» What is expected
Beginning with the line that holds "a logger already.", please retype each line through the end of the listing below, both ends included, and nothing more.

» Listed entries
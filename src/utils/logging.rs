//! Logging macros gated by a per-module `ENABLE_LOGS` flag.
//!
//! A module opts in by declaring the flag and importing the macros from the crate root:
//! ```ignore
//! const ENABLE_LOGS: bool = true;
//! use crate::{log_info, log_warn};
//!
//! log_info!("noise monitor started for session {}", session_id);
//! ```
//! Flipping the flag to `false` silences the module without touching the global filter
//! configured in `run()`.

/// Info-level log line, emitted only when the calling module's `ENABLE_LOGS` is set.
#[macro_export]
macro_rules! log_info {
    ($($arg:tt)*) => {
        if ENABLE_LOGS {
            log::info!($($arg)*);
        }
    };
}

/// Warn-level counterpart of [`log_info!`].
#[macro_export]
macro_rules! log_warn {
    ($($arg:tt)*) => {
        if ENABLE_LOGS {
            log::warn!($($arg)*);
        }
    };
}

/// Error-level counterpart of [`log_info!`].
#[macro_export]
macro_rules! log_error {
    ($($arg:tt)*) => {
        if ENABLE_LOGS {
            log::error!($($arg)*);
        }
    };
}

/// Debug-level counterpart of [`log_info!`]; used on the per-tick sampling path.
#[macro_export]
macro_rules! log_debug {
    ($($arg:tt)*) => {
        if ENABLE_LOGS {
            log::debug!($($arg)*);
        }
    };
}

/// Builds the process-wide logger. Honours `RUST_LOG`; `SLEEPTRACK_DEBUG=1` drops the floor to debug.
pub fn init_logging() {
    let debug_mode = std::env::var("SLEEPTRACK_DEBUG")
        .map(|value| value == "1" || value.eq_ignore_ascii_case("true"))
        .unwrap_or(false);

    let level = if debug_mode {
        log::LevelFilter::Debug
    } else {
        log::LevelFilter::Info
    };

    // try_init: tests and embedders may have installed a logger already.
    let _ = env_logger::Builder::new()
        .filter_level(level)
        .parse_default_env()
        .try_init();
}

» Output of the exercise
    // try_init: tests and embedders may have installed a logger already.
    let _ = env_logger::Builder::new()
        .filter_level(level)
        .parse_default_env()
        .try_init();
}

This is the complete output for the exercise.